HAMPTON, Va (WAVY) — Since retiring from his job as an engineer at Newport News shipbuilding, Everett Browning has been building awareness.
“I was diagnosed with prostate cancer back in 2008,” he told WAVY. “I’m fortunate to be here and that’s why I’m out telling the story.”
In Virginia, more men die from prostate cancer than the national average. Men in Hampton Roads die at the highest rate in the state and black men are at higher risk.
We asked EVMS professor of urology, Dr. Robert Given why.
“There’s many different theories but I don’t know if we know exactly why,” he told 10 On Your Side.
Dr. Given says prostate cancer has a very high cure rate when caught early.
“Unfortunately, if it has spread outside the localized area of the prostate we don’t have a cure for it,” said Dr. Given. “We have ways to control it for many years.”

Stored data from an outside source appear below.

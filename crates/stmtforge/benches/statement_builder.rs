use criterion::{BenchmarkId, Criterion, black_box, criterion_group, criterion_main};
use stmtforge::{
    Dialect, Field, OrderField, QueryBuilder, QueryField, QueryGroup, StatementRequest,
};

/// A request over `n` columns `col0..coln` filtered on every column.
fn build_request(n: usize, batch_size: usize) -> StatementRequest {
    let names: Vec<String> = (0..n).map(|i| format!("col{i}")).collect();
    let filter: Vec<QueryField> = names
        .iter()
        .enumerate()
        .map(|(i, name)| QueryField::eq(name.as_str(), i as i64).unwrap())
        .collect();
    StatementRequest::new("t")
        .fields(Field::from_names(&names).unwrap())
        .filter(QueryGroup::and(filter))
        .order_by(vec![OrderField::ascending("col0").unwrap()])
        .qualifiers(vec![Field::new("col0").unwrap()])
        .batch_size(batch_size)
}

fn bench_query(c: &mut Criterion) {
    let mut group = c.benchmark_group("statement_builder/query");

    for n in [1, 5, 10, 50, 100] {
        let request = build_request(n, 1);
        let builder = Dialect::SqlServer.statement_builder();
        group.bench_with_input(BenchmarkId::from_parameter(n), &request, |b, request| {
            let mut qb = QueryBuilder::new();
            b.iter(|| black_box(builder.create_query(&mut qb, request, None).unwrap()));
        });
    }

    group.finish();
}

fn bench_insert_all(c: &mut Criterion) {
    let mut group = c.benchmark_group("statement_builder/insert_all");

    for dialect in [Dialect::SqlServer, Dialect::PostgreSql] {
        for rows in [1, 10, 100] {
            let request = build_request(10, rows);
            let builder = dialect.statement_builder();
            let id = BenchmarkId::new(dialect.name(), rows);
            group.bench_with_input(id, &request, |b, request| {
                let mut qb = QueryBuilder::new();
                b.iter(|| black_box(builder.create_insert_all(&mut qb, request).unwrap()));
            });
        }
    }

    group.finish();
}

fn bench_merge_all(c: &mut Criterion) {
    let mut group = c.benchmark_group("statement_builder/merge_all");

    for dialect in Dialect::all() {
        let request = build_request(10, 10);
        let builder = dialect.statement_builder();
        group.bench_with_input(BenchmarkId::from_parameter(dialect), &request, |b, request| {
            let mut qb = QueryBuilder::new();
            b.iter(|| black_box(builder.create_merge_all(&mut qb, request).unwrap()));
        });
    }

    group.finish();
}

fn bench_group_render(c: &mut Criterion) {
    let mut group = c.benchmark_group("statement_builder/group_render");
    let setting = Dialect::SqlServer.db_setting();

    for n in [1, 10, 100] {
        // Same column repeated, so every leaf goes through parameter de-duplication.
        let fields: Vec<QueryField> = (0..n).map(|i| QueryField::gt("Id", i as i64).unwrap()).collect();
        let tree = QueryGroup::or(fields);
        group.bench_with_input(BenchmarkId::from_parameter(n), &tree, |b, tree| {
            b.iter(|| black_box(tree.get_string(0, &setting)));
        });
    }

    group.finish();
}

criterion_group!(
    benches,
    bench_query,
    bench_insert_all,
    bench_merge_all,
    bench_group_render
);
criterion_main!(benches);
use std::path::Path;

use anyhow::Context;
use serde::Deserialize;
use stmtforge::{
    DbField, DbSettingOverrides, Dialect, Field, GlobalConfigurationOptions, OrderField, QueryGroup,
    StatementRequest,
};

/// Rows per page when a `batch_query` entry does not say.
pub const DEFAULT_ROWS_PER_BATCH: usize = 10;

/// A request file: dialect, optional overrides and the statements to compile.
///
/// ```toml
/// dialect = "sqlserver"
///
/// [global]
/// key_column_return_behavior = "primary_or_else_identity"
///
/// [setting]
/// is_multi_statement_executable = false
///
/// [[statement]]
/// name = "adults"
/// operation = "query"
/// table = "dbo.Person"
/// fields = ["Id", "Name"]
/// filter = { Age = { operation = "ge", value = 18 } }
/// order_by = { Name = "asc" }
/// ```
#[derive(Debug, Clone, Deserialize)]
#[serde(deny_unknown_fields)]
pub struct RequestFile {
    pub dialect: Option<Dialect>,
    pub global: Option<GlobalConfigurationOptions>,
    #[serde(default)]
    pub setting: DbSettingOverrides,
    #[serde(default, rename = "statement")]
    pub statements: Vec<StatementEntry>,
}

impl RequestFile {
    pub fn load(path: &Path) -> anyhow::Result<Self> {
        let raw = std::fs::read_to_string(path)
            .with_context(|| format!("failed to read request file {}", path.display()))?;
        Self::parse(&raw).with_context(|| format!("failed to parse request file {}", path.display()))
    }

    pub fn parse(raw: &str) -> anyhow::Result<Self> {
        let file: RequestFile = toml::from_str(raw)?;
        if file.statements.is_empty() {
            anyhow::bail!("no [[statement]] entries");
        }
        Ok(file)
    }
}

/// Operation a statement entry compiles to.
#[derive(Debug, Clone, Copy, PartialEq, Eq, Deserialize)]
#[serde(rename_all = "snake_case")]
pub enum OperationKind {
    Count,
    CountAll,
    Exists,
    Average,
    AverageAll,
    Max,
    MaxAll,
    Min,
    MinAll,
    Sum,
    SumAll,
    Delete,
    DeleteAll,
    Truncate,
    Insert,
    InsertAll,
    Update,
    UpdateAll,
    Query,
    QueryAll,
    BatchQuery,
    Merge,
    MergeAll,
}

impl OperationKind {
    pub fn name(self) -> &'static str {
        match self {
            OperationKind::Count => "count",
            OperationKind::CountAll => "count_all",
            OperationKind::Exists => "exists",
            OperationKind::Average => "average",
            OperationKind::AverageAll => "average_all",
            OperationKind::Max => "max",
            OperationKind::MaxAll => "max_all",
            OperationKind::Min => "min",
            OperationKind::MinAll => "min_all",
            OperationKind::Sum => "sum",
            OperationKind::SumAll => "sum_all",
            OperationKind::Delete => "delete",
            OperationKind::DeleteAll => "delete_all",
            OperationKind::Truncate => "truncate",
            OperationKind::Insert => "insert",
            OperationKind::InsertAll => "insert_all",
            OperationKind::Update => "update",
            OperationKind::UpdateAll => "update_all",
            OperationKind::Query => "query",
            OperationKind::QueryAll => "query_all",
            OperationKind::BatchQuery => "batch_query",
            OperationKind::Merge => "merge",
            OperationKind::MergeAll => "merge_all",
        }
    }

    /// Whether the compiled statement binds the entry's filter.
    pub fn uses_filter(self) -> bool {
        matches!(
            self,
            OperationKind::Count
                | OperationKind::Exists
                | OperationKind::Average
                | OperationKind::Max
                | OperationKind::Min
                | OperationKind::Sum
                | OperationKind::Delete
                | OperationKind::Update
                | OperationKind::Query
                | OperationKind::BatchQuery
        )
    }
}

/// One `[[statement]]` table.
///
/// `filter` and `order_by` are bags: tables whose keys are column names.
#[derive(Debug, Clone, Deserialize)]
#[serde(deny_unknown_fields)]
pub struct StatementEntry {
    pub name: Option<String>,
    pub operation: OperationKind,
    pub table: String,
    #[serde(default)]
    pub fields: Vec<Field>,
    pub filter: Option<serde_json::Value>,
    pub order_by: Option<serde_json::Value>,
    #[serde(default)]
    pub qualifiers: Vec<Field>,
    /// The table's columns, with their key flags.
    #[serde(default)]
    pub columns: Vec<DbField>,
    pub batch_size: Option<usize>,
    pub hints: Option<String>,
    /// Row limit of `query`.
    pub top: Option<usize>,
    /// Zero-based page of `batch_query`.
    #[serde(default)]
    pub page: usize,
    pub rows_per_batch: Option<usize>,
    /// Aggregated column of `average`/`max`/`min`/`sum`.
    pub field: Option<Field>,
}

impl StatementEntry {
    pub fn label(&self) -> String {
        match &self.name {
            Some(name) => format!("{name} ({})", self.operation.name()),
            None => format!("{} {}", self.operation.name(), self.table),
        }
    }

    pub fn to_request(&self) -> anyhow::Result<StatementRequest> {
        let mut request = StatementRequest::new(self.table.as_str())
            .fields(self.fields.clone())
            .qualifiers(self.qualifiers.clone())
            .schema(self.columns.clone())
            .batch_size(self.batch_size.unwrap_or(1));
        if let Some(bag) = &self.filter {
            request = request.filter(QueryGroup::parse(bag).context("invalid `filter`")?);
        }
        if let Some(bag) = &self.order_by {
            request = request.order_by(OrderField::parse(bag).context("invalid `order_by`")?);
        }
        if let Some(hints) = &self.hints {
            request = request.hints(hints.as_str());
        }
        Ok(request)
    }

    /// The aggregated column; required by the aggregate operations.
    pub fn target(&self) -> anyhow::Result<&Field> {
        self.field
            .as_ref()
            .with_context(|| format!("`{}` needs a `field`", self.operation.name()))
    }

    pub fn rows_per_batch(&self) -> usize {
        self.rows_per_batch.unwrap_or(DEFAULT_ROWS_PER_BATCH)
    }
}
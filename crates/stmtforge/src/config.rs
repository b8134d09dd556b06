//! Process-wide configuration.
//!
//! The only global state of the crate: which key column an insert/merge
//! reports back, and how much SQL the `tracing` events print. Both are
//! atomics, so reading them from concurrent compilations is lock-free.

use crate::db_field::DbField;
use crate::error::{StmtError, StmtResult};
use serde::{Deserialize, Serialize};
use std::fmt;
use std::str::FromStr;
use std::sync::atomic::{AtomicU8, AtomicUsize, Ordering};

/// Which column an insert or merge reports as its generated key.
#[derive(Debug, Clone, Copy, PartialEq, Eq, Hash, Default, Serialize, Deserialize)]
#[serde(try_from = "String", into = "String")]
#[repr(u8)]
pub enum KeyColumnReturnBehavior {
    /// Always the primary column.
    Primary = 1,
    /// Always the identity column.
    Identity = 2,
    /// The primary column, falling back to the identity column.
    PrimaryOrElseIdentity = 3,
    /// The identity column, falling back to the primary column.
    #[default]
    IdentityOrElsePrimary = 4,
}

impl KeyColumnReturnBehavior {
    /// Pick the reported key column out of the declared primary and identity.
    pub fn resolve<'a>(
        self,
        primary: Option<&'a DbField>,
        identity: Option<&'a DbField>,
    ) -> Option<&'a DbField> {
        match self {
            KeyColumnReturnBehavior::Primary => primary,
            KeyColumnReturnBehavior::Identity => identity,
            KeyColumnReturnBehavior::PrimaryOrElseIdentity => primary.or(identity),
            KeyColumnReturnBehavior::IdentityOrElsePrimary => identity.or(primary),
        }
    }

    fn as_str(self) -> &'static str {
        match self {
            KeyColumnReturnBehavior::Primary => "primary",
            KeyColumnReturnBehavior::Identity => "identity",
            KeyColumnReturnBehavior::PrimaryOrElseIdentity => "primary_or_else_identity",
            KeyColumnReturnBehavior::IdentityOrElsePrimary => "identity_or_else_primary",
        }
    }
}

impl TryFrom<u8> for KeyColumnReturnBehavior {
    type Error = StmtError;

    fn try_from(value: u8) -> StmtResult<Self> {
        match value {
            1 => Ok(KeyColumnReturnBehavior::Primary),
            2 => Ok(KeyColumnReturnBehavior::Identity),
            3 => Ok(KeyColumnReturnBehavior::PrimaryOrElseIdentity),
            4 => Ok(KeyColumnReturnBehavior::IdentityOrElsePrimary),
            other => Err(StmtError::configuration(format!(
                "key column return behavior {other} is not handled"
            ))),
        }
    }
}

impl FromStr for KeyColumnReturnBehavior {
    type Err = StmtError;

    /// Accepts snake_case or PascalCase names.
    fn from_str(s: &str) -> StmtResult<Self> {
        let key: String = s
            .trim()
            .chars()
            .filter(|c| *c != '_')
            .flat_map(char::to_lowercase)
            .collect();
        match key.as_str() {
            "primary" => Ok(KeyColumnReturnBehavior::Primary),
            "identity" => Ok(KeyColumnReturnBehavior::Identity),
            "primaryorelseidentity" => Ok(KeyColumnReturnBehavior::PrimaryOrElseIdentity),
            "identityorelseprimary" => Ok(KeyColumnReturnBehavior::IdentityOrElsePrimary),
            _ => Err(StmtError::configuration(format!(
                "key column return behavior '{s}' is not handled"
            ))),
        }
    }
}

impl TryFrom<String> for KeyColumnReturnBehavior {
    type Error = StmtError;

    fn try_from(s: String) -> StmtResult<Self> {
        s.parse()
    }
}

impl From<KeyColumnReturnBehavior> for String {
    fn from(value: KeyColumnReturnBehavior) -> Self {
        value.as_str().to_string()
    }
}

impl fmt::Display for KeyColumnReturnBehavior {
    fn fmt(&self, f: &mut fmt::Formatter<'_>) -> fmt::Result {
        f.write_str(self.as_str())
    }
}

const DEFAULT_MAX_TRACED_SQL_LENGTH: usize = 200;

static KEY_COLUMN_RETURN_BEHAVIOR: AtomicU8 =
    AtomicU8::new(KeyColumnReturnBehavior::IdentityOrElsePrimary as u8);
static MAX_TRACED_SQL_LENGTH: AtomicUsize = AtomicUsize::new(DEFAULT_MAX_TRACED_SQL_LENGTH);

/// Options accepted by [`GlobalConfiguration::setup`].
///
/// Deserializable from TOML:
///
/// ```toml
/// key_column_return_behavior = "primary_or_else_identity"
/// max_traced_sql_length = 500   # 0 disables truncation
/// ```
#[derive(Debug, Clone, Copy, PartialEq, Eq, Serialize, Deserialize)]
#[serde(default, deny_unknown_fields)]
pub struct GlobalConfigurationOptions {
    pub key_column_return_behavior: KeyColumnReturnBehavior,
    pub max_traced_sql_length: usize,
}

impl Default for GlobalConfigurationOptions {
    fn default() -> Self {
        Self {
            key_column_return_behavior: KeyColumnReturnBehavior::default(),
            max_traced_sql_length: DEFAULT_MAX_TRACED_SQL_LENGTH,
        }
    }
}

impl GlobalConfigurationOptions {
    /// Parse options from a TOML document; missing keys keep their defaults.
    pub fn from_toml_str(s: &str) -> StmtResult<Self> {
        Ok(toml::from_str(s)?)
    }
}

/// Accessors for the process-wide options.
pub struct GlobalConfiguration;

impl GlobalConfiguration {
    /// Replace the process-wide options.
    pub fn setup(options: GlobalConfigurationOptions) {
        KEY_COLUMN_RETURN_BEHAVIOR.store(options.key_column_return_behavior as u8, Ordering::Relaxed);
        MAX_TRACED_SQL_LENGTH.store(options.max_traced_sql_length, Ordering::Relaxed);
    }

    /// Restore the defaults.
    pub fn reset() {
        Self::setup(GlobalConfigurationOptions::default());
    }

    /// The current options.
    pub fn options() -> StmtResult<GlobalConfigurationOptions> {
        Ok(GlobalConfigurationOptions {
            key_column_return_behavior: Self::key_column_return_behavior()?,
            max_traced_sql_length: MAX_TRACED_SQL_LENGTH.load(Ordering::Relaxed),
        })
    }

    /// The current key-return policy.
    pub fn key_column_return_behavior() -> StmtResult<KeyColumnReturnBehavior> {
        KeyColumnReturnBehavior::try_from(KEY_COLUMN_RETURN_BEHAVIOR.load(Ordering::Relaxed))
    }

    /// SQL longer than this is truncated in trace events; `None` disables truncation.
    pub fn max_traced_sql_length() -> Option<usize> {
        match MAX_TRACED_SQL_LENGTH.load(Ordering::Relaxed) {
            0 => None,
            n => Some(n),
        }
    }
}

#[cfg(test)]
mod tests {
    use super::*;

    #[test]
    fn resolve_follows_policy() {
        let primary = DbField::primary("Code");
        let identity = DbField::identity("Id");
        let name = |f: Option<&DbField>| f.map(|f| f.name.clone());

        assert_eq!(name(KeyColumnReturnBehavior::Primary.resolve(Some(&primary), Some(&identity))), Some("Code".into()));
        assert_eq!(name(KeyColumnReturnBehavior::Identity.resolve(Some(&primary), None)), None);
        assert_eq!(name(KeyColumnReturnBehavior::PrimaryOrElseIdentity.resolve(None, Some(&identity))), Some("Id".into()));
        assert_eq!(
            name(KeyColumnReturnBehavior::IdentityOrElsePrimary.resolve(Some(&primary), Some(&identity))),
            Some("Id".into())
        );
        assert_eq!(name(KeyColumnReturnBehavior::IdentityOrElsePrimary.resolve(Some(&primary), None)), Some("Code".into()));
    }

    #[test]
    fn unknown_raw_value_is_configuration_error() {
        assert!(KeyColumnReturnBehavior::try_from(0).unwrap_err().is_configuration());
        assert!(KeyColumnReturnBehavior::try_from(9).unwrap_err().is_configuration());
        assert_eq!(KeyColumnReturnBehavior::try_from(3).unwrap(), KeyColumnReturnBehavior::PrimaryOrElseIdentity);
    }

    #[test]
    fn parse_names() {
        assert_eq!("PrimaryOrElseIdentity".parse::<KeyColumnReturnBehavior>().unwrap(), KeyColumnReturnBehavior::PrimaryOrElseIdentity);
        assert_eq!("identity".parse::<KeyColumnReturnBehavior>().unwrap(), KeyColumnReturnBehavior::Identity);
        assert!("whatever".parse::<KeyColumnReturnBehavior>().unwrap_err().is_configuration());
    }

    #[test]
    fn options_from_toml() {
        let options = GlobalConfigurationOptions::from_toml_str("key_column_return_behavior = \"primary\"").unwrap();
        assert_eq!(options.key_column_return_behavior, KeyColumnReturnBehavior::Primary);
        assert_eq!(options.max_traced_sql_length, DEFAULT_MAX_TRACED_SQL_LENGTH);

        let err = GlobalConfigurationOptions::from_toml_str("key_column_return_behavior = \"first\"").unwrap_err();
        assert!(err.is_configuration());
    }
}
impl QueryField {
    /// Create a plain comparator.
    ///
    /// `Between`/`NotBetween` need a two-element list, `In`/`NotIn` need a
    /// list; anything else is an invalid-operation error.
    pub fn new(name: impl Into<String>, operation: Operation, value: impl Into<Value>) -> StmtResult<Self> {
        let field = Field::new(name)?;
        Self::with_kind(field, operation, value.into(), QueryFieldKind::Plain)
    }

    fn with_kind(field: Field, operation: Operation, value: Value, kind: QueryFieldKind) -> StmtResult<Self> {
        validate_value(field.name(), operation, &value)?;
        Ok(Self {
            field,
            operation,
            value,
            prepend_underscore: false,
            kind,
            hash: HashCache::default(),
        })
    }

    pub fn eq(name: impl Into<String>, value: impl Into<Value>) -> StmtResult<Self> {
        Self::new(name, Operation::Equal, value)
    }

    pub fn ne(name: impl Into<String>, value: impl Into<Value>) -> StmtResult<Self> {
        Self::new(name, Operation::NotEqual, value)
    }

    pub fn lt(name: impl Into<String>, value: impl Into<Value>) -> StmtResult<Self> {
        Self::new(name, Operation::LessThan, value)
    }

    pub fn gt(name: impl Into<String>, value: impl Into<Value>) -> StmtResult<Self> {
        Self::new(name, Operation::GreaterThan, value)
    }

    pub fn le(name: impl Into<String>, value: impl Into<Value>) -> StmtResult<Self> {
        Self::new(name, Operation::LessThanOrEqual, value)
    }

    pub fn ge(name: impl Into<String>, value: impl Into<Value>) -> StmtResult<Self> {
        Self::new(name, Operation::GreaterThanOrEqual, value)
    }

    pub fn like(name: impl Into<String>, pattern: impl Into<Value>) -> StmtResult<Self> {
        Self::new(name, Operation::Like, pattern)
    }

    pub fn not_like(name: impl Into<String>, pattern: impl Into<Value>) -> StmtResult<Self> {
        Self::new(name, Operation::NotLike, pattern)
    }

    pub fn between(name: impl Into<String>, from: impl Into<Value>, to: impl Into<Value>) -> StmtResult<Self> {
        Self::new(name, Operation::Between, Value::List(vec![from.into(), to.into()]))
    }

    pub fn not_between(name: impl Into<String>, from: impl Into<Value>, to: impl Into<Value>) -> StmtResult<Self> {
        Self::new(name, Operation::NotBetween, Value::List(vec![from.into(), to.into()]))
    }

    pub fn in_list<T: Into<Value>>(name: impl Into<String>, values: Vec<T>) -> StmtResult<Self> {
        Self::new(name, Operation::In, Value::from(values))
    }

    pub fn not_in<T: Into<Value>>(name: impl Into<String>, values: Vec<T>) -> StmtResult<Self> {
        Self::new(name, Operation::NotIn, Value::from(values))
    }

    pub fn is_null(name: impl Into<String>) -> StmtResult<Self> {
        Self::new(name, Operation::IsNull, Value::Null)
    }

    pub fn is_not_null(name: impl Into<String>) -> StmtResult<Self> {
        Self::new(name, Operation::IsNotNull, Value::Null)
    }

    /// An `=` comparator whose parameter carries a direction and size.
    pub fn directional(
        name: impl Into<String>,
        value: impl Into<Value>,
        direction: ParameterDirection,
        size: Option<usize>,
    ) -> StmtResult<Self> {
        let field = Field::new(name)?;
        Self::with_kind(
            field,
            Operation::Equal,
            value.into(),
            QueryFieldKind::Directional { direction, size },
        )
    }

    /// A comparator whose column is wrapped in `function`.
    pub fn functional(
        name: impl Into<String>,
        operation: Operation,
        value: impl Into<Value>,
        function: FieldFunction,
    ) -> StmtResult<Self> {
        if let FieldFunction::Custom(template) = &function
            && !template.contains("{0}")
        {
            return Err(StmtError::invalid_operation(format!(
                "function template '{template}' has no {{0}} placeholder"
            )));
        }
        let field = Field::new(name)?;
        Self::with_kind(field, operation, value.into(), QueryFieldKind::Functional(function))
    }

    /// A comparator rendered exactly as `text`, binding no parameters.
    pub fn literal(text: impl Into<String>) -> Self {
        let text = text.into();
        Self {
            field: Field::unchecked(text.clone()),
            operation: Operation::Equal,
            value: Value::Null,
            prepend_underscore: false,
            kind: QueryFieldKind::Literal(text),
            hash: HashCache::default(),
        }
    }

    /// One `=` comparator per member of a bag, in member order.
    ///
    /// A member whose value is an object with an `operation` key (and
    /// optionally a `value`) uses that operation instead:
    ///
    /// ```ignore
    /// let fields = QueryField::parse(&json!({
    ///     "Name": "John",
    ///     "Age": { "operation": "GreaterThan", "value": 18 },
    /// }))?;
    /// ```
    pub fn parse<T: Serialize + ?Sized>(bag: &T) -> StmtResult<Vec<QueryField>> {
        bag::members(bag)?
            .into_iter()
            .map(|(name, value)| match value {
                serde_json::Value::Object(mut map) => {
                    let Some(op) = map.remove("operation") else {
                        return Err(StmtError::invalid_operation(format!(
                            "the value of '{name}' is an object without an 'operation'"
                        )));
                    };
                    let serde_json::Value::String(op) = op else {
                        return Err(StmtError::invalid_operation(format!(
                            "the operation of '{name}' must be a string"
                        )));
                    };
                    let value = map.remove("value").map(Value::from).unwrap_or_default();
                    QueryField::new(name, op.parse()?, value)
                }
                other => QueryField::eq(name, Value::from(other)),
            })
            .collect()
    }

    /// One `=` comparator per `(name, value)` pair.
    pub fn from_pairs<K, V, I>(pairs: I) -> StmtResult<Vec<QueryField>>
    where
        K: Into<String>,
        V: Into<Value>,
        I: IntoIterator<Item = (K, V)>,
    {
        pairs
            .into_iter()
            .map(|(name, value)| QueryField::eq(name, value))
            .collect()
    }

    /// Copy with a declared type attached.
    pub fn with_db_type(&self, db_type: DbType) -> Self {
        Self {
            field: self.field.clone().with_db_type(db_type),
            operation: self.operation,
            value: self.value.clone(),
            prepend_underscore: self.prepend_underscore,
            kind: self.kind.clone(),
            hash: HashCache::default(),
        }
    }

    /// Copy whose parameter is named `@_Name`.
    pub fn with_prepended_underscore(&self) -> Self {
        let mut copy = self.clone();
        copy.prepend_underscore = true;
        copy
    }

    pub fn field(&self) -> &Field {
        &self.field
    }

    pub fn name(&self) -> &str {
        self.field.name()
    }

    pub fn operation(&self) -> Operation {
        self.operation
    }

    pub fn value(&self) -> &Value {
        &self.value
    }

    pub fn db_type(&self) -> Option<DbType> {
        self.field.db_type()
    }

    pub fn kind(&self) -> &QueryFieldKind {
        &self.kind
    }

    pub fn prepends_underscore(&self) -> bool {
        self.prepend_underscore
    }

    pub fn is_literal(&self) -> bool {
        matches!(self.kind, QueryFieldKind::Literal(_))
    }

    /// Parameter stem without prefix or batch index (`Name` or `_Name`).
    pub(crate) fn parameter_stem(&self, setting: &DbSetting) -> String {
        let name = ident::parameter_name(self.field.name(), setting);
        if self.prepend_underscore {
            format!("_{name}")
        } else {
            name
        }
    }

    fn binds_null_check(&self) -> bool {
        if matches!(self.kind, QueryFieldKind::Directional { .. }) {
            return false;
        }
        self.operation.is_null_check()
            || (matches!(self.operation, Operation::Equal | Operation::NotEqual) && self.value.is_null())
    }

    /// Render with an explicit parameter stem (already indexed).
    pub(crate) fn render_with(&self, stem: &str, setting: &DbSetting) -> String {
        if let QueryFieldKind::Literal(text) = &self.kind {
            return text.clone();
        }

        let quoted = ident::quote(self.field.name(), setting);
        let left = match &self.kind {
            QueryFieldKind::Functional(function) => function.apply(&quoted),
            _ => quoted,
        };
        let param = format!("{}{stem}", setting.parameter_prefix);

        if self.binds_null_check() {
            let test = match self.operation {
                Operation::NotEqual | Operation::IsNotNull => "IS NOT NULL",
                _ => "IS NULL",
            };
            return format!("{left} {test}");
        }
        if self.operation.is_range() {
            return format!("{left} {} {param}_Left AND {param}_Right", self.operation.text());
        }
        if self.operation.is_list() {
            let len = self.value.as_list().map_or(0, <[Value]>::len);
            if len == 0 {
                return match self.operation {
                    Operation::In => "1 = 0".to_string(),
                    _ => "1 = 1".to_string(),
                };
            }
            let items: Vec<String> = (0..len).map(|i| format!("{param}_In_{i}")).collect();
            return format!("{left} {} ({})", self.operation.text(), items.join(", "));
        }
        format!("{left} {} {param}", self.operation.text())
    }

    /// Render `<quoted-name> <op> <prefix>Name[_<index>]`.
    pub fn get_string(&self, index: usize, setting: &DbSetting) -> String {
        self.render_with(&ident::with_index(&self.parameter_stem(setting), index), setting)
    }

    /// Parameters bound under an explicit stem.
    pub(crate) fn parameters_with(&self, stem: &str, setting: &DbSetting) -> Vec<QueryParameter> {
        if self.is_literal() || self.binds_null_check() {
            return Vec::new();
        }
        let param = format!("{}{stem}", setting.parameter_prefix);
        let db_type = self.field.db_type();
        let input = |name: String, value: Value| QueryParameter {
            name,
            value,
            db_type,
            direction: ParameterDirection::Input,
            size: None,
        };

        if self.operation.is_range() {
            let items = self.value.as_list().unwrap_or_default();
            return ["Left", "Right"]
                .iter()
                .zip(items)
                .map(|(side, v)| input(format!("{param}_{side}"), v.clone()))
                .collect();
        }
        if self.operation.is_list() {
            let items = self.value.as_list().unwrap_or_default();
            return items
                .iter()
                .enumerate()
                .map(|(i, v)| input(format!("{param}_In_{i}"), v.clone()))
                .collect();
        }

        let (direction, size) = match &self.kind {
            QueryFieldKind::Directional { direction, size } => (*direction, *size),
            _ => (ParameterDirection::Input, None),
        };
        vec![QueryParameter {
            name: param,
            value: self.value.clone(),
            db_type,
            direction,
            size,
        }]
    }

    /// The parameters [`get_string`](Self::get_string) refers to.
    pub fn parameters(&self, index: usize, setting: &DbSetting) -> Vec<QueryParameter> {
        self.parameters_with(&ident::with_index(&self.parameter_stem(setting), index), setting)
    }

    fn shape_hash(&self) -> u64 {
        self.hash.get_or_compute(|| {
            hash_of(&(self.field.name(), self.operation, self.field.db_type(), &self.kind))
        })
    }
}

There is a simple blood screening to check PSA levels that he recommends all men have once a year beginning at age 55 or earlier if they have a family history.
Browning’s father and two older brothers were also diagnosed.
That’s why when his family sits down at the virtual Thanksgiving table, he will pass along a side of advice to the younger men and the women who care about them.
“Feeling fine don’t always mean you’re doing fine when it comes to your health.”
Browning encourages all families to take a minute or two over the holidays to talk about family health histories and consider it a gift that could save a loved one’s life.
He is also part of the Hampton Roads Prostate Health Forum which provides free community health screenings and a lot of good information.
Their next screening will be in February.